▶ _WHAT IS BEING ASKED_: Reading the records below, how many lines contain "StatusCode"? Respond with a number and nothing else.

(Extracted records)
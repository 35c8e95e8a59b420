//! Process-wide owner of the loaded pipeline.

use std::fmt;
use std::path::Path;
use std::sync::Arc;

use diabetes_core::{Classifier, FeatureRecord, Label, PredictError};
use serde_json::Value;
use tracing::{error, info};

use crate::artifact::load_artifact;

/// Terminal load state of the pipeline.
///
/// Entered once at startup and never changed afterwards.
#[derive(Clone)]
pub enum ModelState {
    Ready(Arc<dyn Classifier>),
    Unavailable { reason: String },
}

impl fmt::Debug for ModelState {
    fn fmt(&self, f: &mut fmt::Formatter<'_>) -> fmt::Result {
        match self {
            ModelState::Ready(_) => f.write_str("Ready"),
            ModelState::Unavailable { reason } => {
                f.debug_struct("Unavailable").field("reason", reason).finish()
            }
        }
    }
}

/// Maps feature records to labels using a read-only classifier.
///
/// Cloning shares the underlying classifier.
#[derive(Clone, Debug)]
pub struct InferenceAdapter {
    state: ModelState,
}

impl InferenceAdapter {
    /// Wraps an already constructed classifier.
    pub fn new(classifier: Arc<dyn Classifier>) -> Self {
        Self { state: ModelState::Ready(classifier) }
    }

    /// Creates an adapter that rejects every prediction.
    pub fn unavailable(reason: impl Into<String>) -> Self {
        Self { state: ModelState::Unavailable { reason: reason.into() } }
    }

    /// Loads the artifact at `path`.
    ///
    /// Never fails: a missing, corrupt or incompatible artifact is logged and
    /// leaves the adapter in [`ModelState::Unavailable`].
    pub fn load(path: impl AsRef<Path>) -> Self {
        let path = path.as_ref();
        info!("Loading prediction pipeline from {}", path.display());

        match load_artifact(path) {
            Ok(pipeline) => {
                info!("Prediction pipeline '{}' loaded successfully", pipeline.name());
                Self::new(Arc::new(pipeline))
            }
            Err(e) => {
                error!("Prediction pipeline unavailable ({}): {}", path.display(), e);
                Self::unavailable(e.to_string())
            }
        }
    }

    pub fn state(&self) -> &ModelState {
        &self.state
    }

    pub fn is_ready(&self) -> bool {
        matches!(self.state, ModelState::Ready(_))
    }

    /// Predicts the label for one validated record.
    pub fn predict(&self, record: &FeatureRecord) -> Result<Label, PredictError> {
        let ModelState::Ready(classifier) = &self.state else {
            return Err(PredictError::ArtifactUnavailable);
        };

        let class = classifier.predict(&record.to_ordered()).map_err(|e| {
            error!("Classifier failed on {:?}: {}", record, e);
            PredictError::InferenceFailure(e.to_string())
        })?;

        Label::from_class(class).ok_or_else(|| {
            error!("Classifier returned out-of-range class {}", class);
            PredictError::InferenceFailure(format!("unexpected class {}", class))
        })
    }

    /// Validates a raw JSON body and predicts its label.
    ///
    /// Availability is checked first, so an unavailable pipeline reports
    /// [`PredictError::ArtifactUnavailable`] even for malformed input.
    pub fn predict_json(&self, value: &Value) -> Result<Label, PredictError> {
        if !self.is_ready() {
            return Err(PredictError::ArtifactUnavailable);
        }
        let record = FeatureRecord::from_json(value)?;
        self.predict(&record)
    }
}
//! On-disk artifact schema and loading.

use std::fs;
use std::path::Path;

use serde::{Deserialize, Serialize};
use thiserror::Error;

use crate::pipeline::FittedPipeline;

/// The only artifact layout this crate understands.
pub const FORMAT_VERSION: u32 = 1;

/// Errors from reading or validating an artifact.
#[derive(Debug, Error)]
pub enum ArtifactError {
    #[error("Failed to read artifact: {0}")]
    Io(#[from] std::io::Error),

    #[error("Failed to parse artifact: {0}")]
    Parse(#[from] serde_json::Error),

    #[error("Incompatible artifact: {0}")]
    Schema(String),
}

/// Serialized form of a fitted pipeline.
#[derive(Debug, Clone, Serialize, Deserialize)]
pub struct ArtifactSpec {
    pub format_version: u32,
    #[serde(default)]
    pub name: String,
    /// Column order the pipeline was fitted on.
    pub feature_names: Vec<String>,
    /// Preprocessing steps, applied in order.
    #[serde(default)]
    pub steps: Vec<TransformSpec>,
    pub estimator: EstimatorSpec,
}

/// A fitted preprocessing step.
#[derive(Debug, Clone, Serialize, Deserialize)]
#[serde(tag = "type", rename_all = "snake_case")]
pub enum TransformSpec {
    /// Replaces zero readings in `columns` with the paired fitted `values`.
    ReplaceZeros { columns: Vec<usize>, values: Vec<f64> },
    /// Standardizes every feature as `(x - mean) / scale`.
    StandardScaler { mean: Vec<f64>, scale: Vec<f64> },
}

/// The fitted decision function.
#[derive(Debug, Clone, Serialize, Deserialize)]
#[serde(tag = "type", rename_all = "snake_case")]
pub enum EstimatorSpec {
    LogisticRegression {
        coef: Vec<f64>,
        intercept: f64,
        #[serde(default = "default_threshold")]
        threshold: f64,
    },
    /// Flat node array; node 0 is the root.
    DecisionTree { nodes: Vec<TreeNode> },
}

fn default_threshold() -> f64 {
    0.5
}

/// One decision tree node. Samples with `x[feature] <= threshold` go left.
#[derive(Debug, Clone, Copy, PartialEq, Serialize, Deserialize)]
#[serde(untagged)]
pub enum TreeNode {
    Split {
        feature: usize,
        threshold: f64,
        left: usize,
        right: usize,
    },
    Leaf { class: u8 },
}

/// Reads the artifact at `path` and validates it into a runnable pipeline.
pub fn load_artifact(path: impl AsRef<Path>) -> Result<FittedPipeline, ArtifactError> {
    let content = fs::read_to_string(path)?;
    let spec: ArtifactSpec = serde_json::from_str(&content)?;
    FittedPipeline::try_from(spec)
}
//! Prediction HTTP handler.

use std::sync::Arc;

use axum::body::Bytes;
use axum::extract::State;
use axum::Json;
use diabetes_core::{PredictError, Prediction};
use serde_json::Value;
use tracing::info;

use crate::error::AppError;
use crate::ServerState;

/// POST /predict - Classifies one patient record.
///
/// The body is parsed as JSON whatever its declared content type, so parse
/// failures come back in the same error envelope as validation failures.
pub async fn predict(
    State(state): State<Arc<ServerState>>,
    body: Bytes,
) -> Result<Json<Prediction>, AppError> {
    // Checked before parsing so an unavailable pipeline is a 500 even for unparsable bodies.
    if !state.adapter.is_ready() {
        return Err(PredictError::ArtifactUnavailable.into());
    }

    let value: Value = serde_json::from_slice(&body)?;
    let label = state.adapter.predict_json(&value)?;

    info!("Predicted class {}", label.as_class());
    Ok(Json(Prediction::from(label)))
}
...
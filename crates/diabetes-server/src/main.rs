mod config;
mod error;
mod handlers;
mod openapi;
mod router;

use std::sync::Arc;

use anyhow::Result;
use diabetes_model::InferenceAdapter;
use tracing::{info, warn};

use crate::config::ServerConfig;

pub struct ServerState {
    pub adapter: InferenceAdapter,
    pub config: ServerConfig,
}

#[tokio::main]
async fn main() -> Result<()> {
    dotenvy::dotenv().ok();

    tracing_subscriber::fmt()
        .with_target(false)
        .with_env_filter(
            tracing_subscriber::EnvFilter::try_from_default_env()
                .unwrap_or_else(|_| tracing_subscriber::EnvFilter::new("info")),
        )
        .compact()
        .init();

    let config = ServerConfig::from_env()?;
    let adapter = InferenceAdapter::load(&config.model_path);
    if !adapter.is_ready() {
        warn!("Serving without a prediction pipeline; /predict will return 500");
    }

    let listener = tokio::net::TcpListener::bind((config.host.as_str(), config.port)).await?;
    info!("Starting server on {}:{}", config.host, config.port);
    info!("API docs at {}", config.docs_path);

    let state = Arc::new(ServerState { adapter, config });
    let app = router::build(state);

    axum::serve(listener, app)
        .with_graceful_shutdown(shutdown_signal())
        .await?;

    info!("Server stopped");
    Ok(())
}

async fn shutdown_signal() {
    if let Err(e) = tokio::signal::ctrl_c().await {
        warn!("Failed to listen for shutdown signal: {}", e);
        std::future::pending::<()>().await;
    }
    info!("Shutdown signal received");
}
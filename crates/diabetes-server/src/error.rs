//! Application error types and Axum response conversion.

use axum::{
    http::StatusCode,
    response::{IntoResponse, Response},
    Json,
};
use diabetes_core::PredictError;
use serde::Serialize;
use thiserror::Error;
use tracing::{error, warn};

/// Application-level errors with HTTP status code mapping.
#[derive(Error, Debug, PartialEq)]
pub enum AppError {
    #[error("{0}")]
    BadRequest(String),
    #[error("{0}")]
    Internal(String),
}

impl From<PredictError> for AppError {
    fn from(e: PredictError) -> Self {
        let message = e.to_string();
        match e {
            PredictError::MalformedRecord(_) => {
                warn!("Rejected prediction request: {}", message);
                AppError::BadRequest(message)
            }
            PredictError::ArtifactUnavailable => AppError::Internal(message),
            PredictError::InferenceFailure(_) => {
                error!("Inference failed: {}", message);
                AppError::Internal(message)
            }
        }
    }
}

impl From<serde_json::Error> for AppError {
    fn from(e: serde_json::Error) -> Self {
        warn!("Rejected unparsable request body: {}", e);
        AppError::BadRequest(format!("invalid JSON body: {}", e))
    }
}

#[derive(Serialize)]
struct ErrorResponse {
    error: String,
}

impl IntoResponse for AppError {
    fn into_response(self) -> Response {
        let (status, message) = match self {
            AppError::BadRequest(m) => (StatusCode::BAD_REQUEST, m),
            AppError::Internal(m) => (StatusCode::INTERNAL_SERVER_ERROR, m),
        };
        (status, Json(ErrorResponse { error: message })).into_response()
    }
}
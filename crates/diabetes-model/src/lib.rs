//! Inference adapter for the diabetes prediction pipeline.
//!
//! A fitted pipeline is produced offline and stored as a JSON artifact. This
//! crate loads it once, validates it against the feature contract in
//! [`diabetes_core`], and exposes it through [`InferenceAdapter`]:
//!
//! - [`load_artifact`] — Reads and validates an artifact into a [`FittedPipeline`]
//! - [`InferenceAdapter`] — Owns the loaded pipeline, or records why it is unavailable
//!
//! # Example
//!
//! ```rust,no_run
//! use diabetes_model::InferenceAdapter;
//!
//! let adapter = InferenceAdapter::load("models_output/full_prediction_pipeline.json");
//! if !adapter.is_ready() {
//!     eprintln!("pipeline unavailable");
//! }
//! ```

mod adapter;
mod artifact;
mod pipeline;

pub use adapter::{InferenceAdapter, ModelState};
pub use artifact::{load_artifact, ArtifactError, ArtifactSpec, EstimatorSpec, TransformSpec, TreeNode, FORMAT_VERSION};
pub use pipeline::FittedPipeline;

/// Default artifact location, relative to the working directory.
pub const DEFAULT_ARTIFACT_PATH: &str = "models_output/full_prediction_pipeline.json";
* * *
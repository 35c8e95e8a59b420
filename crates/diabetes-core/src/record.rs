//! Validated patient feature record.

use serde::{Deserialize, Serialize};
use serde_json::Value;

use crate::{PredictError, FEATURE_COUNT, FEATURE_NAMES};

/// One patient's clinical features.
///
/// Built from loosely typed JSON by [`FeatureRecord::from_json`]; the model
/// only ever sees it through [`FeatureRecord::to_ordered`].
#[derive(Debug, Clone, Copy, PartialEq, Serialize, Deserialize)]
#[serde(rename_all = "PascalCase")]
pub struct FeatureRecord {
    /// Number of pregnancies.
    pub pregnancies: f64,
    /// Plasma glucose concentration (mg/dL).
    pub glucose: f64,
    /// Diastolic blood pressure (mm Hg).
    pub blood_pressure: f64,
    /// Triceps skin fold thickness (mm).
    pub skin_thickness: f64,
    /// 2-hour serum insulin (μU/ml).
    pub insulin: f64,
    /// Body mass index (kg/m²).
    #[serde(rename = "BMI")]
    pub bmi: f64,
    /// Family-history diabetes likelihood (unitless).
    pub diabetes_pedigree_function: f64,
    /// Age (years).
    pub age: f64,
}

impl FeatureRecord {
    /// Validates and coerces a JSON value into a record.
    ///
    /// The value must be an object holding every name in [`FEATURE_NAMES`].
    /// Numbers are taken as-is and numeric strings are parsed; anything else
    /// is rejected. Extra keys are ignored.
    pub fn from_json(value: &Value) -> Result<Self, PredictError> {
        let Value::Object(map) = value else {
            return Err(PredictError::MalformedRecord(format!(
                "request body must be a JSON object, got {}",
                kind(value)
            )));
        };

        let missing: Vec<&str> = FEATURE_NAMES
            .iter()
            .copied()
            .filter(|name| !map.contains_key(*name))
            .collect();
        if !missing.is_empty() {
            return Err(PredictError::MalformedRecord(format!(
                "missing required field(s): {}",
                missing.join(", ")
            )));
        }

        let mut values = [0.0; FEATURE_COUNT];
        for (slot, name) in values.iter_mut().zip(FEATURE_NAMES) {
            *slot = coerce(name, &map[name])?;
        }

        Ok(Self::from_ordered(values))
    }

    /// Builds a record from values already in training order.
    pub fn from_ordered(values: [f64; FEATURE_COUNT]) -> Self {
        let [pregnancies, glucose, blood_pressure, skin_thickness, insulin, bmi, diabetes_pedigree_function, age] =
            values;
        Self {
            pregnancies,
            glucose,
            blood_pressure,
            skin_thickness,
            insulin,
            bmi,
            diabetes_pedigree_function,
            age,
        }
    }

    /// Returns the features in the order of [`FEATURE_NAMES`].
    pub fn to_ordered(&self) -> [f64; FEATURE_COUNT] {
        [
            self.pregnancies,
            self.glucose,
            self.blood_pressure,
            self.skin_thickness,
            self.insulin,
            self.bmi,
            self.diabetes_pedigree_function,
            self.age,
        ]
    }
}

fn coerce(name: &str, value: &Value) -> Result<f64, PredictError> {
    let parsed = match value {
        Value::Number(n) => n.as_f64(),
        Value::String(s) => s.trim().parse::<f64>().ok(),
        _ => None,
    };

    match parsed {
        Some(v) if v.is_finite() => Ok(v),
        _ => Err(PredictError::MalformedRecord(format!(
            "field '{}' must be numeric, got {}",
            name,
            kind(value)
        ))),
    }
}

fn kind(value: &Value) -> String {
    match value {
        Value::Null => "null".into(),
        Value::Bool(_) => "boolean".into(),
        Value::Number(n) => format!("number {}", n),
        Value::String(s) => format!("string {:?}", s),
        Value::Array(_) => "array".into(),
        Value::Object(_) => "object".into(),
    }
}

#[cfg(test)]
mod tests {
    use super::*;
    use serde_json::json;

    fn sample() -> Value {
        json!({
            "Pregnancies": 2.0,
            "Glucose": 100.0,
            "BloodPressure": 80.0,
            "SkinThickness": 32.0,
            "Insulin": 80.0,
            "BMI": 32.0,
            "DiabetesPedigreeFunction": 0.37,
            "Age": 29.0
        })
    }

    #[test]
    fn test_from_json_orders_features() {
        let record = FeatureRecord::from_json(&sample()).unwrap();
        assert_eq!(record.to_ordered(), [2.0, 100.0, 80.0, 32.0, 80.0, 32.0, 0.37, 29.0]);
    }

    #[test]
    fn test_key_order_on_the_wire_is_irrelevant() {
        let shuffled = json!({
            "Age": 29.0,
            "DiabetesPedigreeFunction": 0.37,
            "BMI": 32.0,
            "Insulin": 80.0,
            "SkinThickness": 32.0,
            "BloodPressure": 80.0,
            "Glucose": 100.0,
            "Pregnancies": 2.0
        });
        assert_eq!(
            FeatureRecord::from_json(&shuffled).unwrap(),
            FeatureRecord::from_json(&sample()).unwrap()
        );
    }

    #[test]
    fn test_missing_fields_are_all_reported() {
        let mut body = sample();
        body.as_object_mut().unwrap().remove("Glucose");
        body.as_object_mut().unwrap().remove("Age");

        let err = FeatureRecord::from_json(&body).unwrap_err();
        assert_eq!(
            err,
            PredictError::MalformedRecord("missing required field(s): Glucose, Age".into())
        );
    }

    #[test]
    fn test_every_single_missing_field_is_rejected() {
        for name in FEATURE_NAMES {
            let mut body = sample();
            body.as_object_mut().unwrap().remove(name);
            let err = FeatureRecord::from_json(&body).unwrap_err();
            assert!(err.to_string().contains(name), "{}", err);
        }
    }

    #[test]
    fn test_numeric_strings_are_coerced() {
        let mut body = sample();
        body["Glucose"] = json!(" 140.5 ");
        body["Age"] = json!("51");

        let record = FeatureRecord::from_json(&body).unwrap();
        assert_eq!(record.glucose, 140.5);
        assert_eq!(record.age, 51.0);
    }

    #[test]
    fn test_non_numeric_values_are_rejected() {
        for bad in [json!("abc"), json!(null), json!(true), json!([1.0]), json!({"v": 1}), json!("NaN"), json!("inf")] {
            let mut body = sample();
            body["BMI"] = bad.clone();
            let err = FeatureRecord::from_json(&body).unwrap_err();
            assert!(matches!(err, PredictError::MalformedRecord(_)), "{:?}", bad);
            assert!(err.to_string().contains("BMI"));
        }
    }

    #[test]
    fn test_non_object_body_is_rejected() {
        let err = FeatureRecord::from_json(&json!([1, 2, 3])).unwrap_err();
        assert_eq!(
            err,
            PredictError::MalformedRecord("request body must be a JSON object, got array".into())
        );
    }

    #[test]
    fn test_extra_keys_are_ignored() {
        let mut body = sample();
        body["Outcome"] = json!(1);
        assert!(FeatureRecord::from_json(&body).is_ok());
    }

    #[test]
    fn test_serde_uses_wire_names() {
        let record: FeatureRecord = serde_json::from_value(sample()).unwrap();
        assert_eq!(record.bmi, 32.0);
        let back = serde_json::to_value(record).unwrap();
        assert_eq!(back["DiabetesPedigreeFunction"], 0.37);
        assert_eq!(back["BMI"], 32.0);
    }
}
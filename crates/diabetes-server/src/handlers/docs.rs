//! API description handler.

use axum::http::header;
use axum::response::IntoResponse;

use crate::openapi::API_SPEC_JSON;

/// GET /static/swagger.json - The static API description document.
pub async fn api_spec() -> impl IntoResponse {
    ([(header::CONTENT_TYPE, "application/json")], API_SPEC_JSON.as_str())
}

▶ _WRITTEN SOLUTION_: 3